**Exercise details**
Give the data again, word for word.

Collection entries
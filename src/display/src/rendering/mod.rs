// Copyright © tabula 2024-present
//
// Licensed under the Apache License, Version 2.0 (the "License");
// you may not use this file except in compliance with the License.
// You may obtain a copy of the License at
//
//   https://www.apache.org/licenses/LICENSE-2.0
//
// Unless required by applicable law or agreed to in writing, software
// distributed under the License is distributed on an "AS IS" BASIS,
// WITHOUT WARRANTIES OR CONDITIONS OF ANY KIND, either express or implied.
// See the License for the specific language governing permissions and
// limitations under the License.

pub mod assets;
pub mod render;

**Exercise solution**
filename src/display/src/rendering/mod.rs
// Copyright © tabula 2024-present
//
// Licensed under the Apache License, Version 2.0 (the "License");
// you may not use this file except in compliance with the License.
// You may obtain a copy of the License at
//
//   https://www.apache.org/licenses/LICENSE-2.0
//
// Unless required by applicable law or agreed to in writing, software
// distributed under the License is distributed on an "AS IS" BASIS,
// WITHOUT WARRANTIES OR CONDITIONS OF ANY KIND, either express or implied.
// See the License for the specific language governing permissions and
// limitations under the License.

pub mod assets;
pub mod render;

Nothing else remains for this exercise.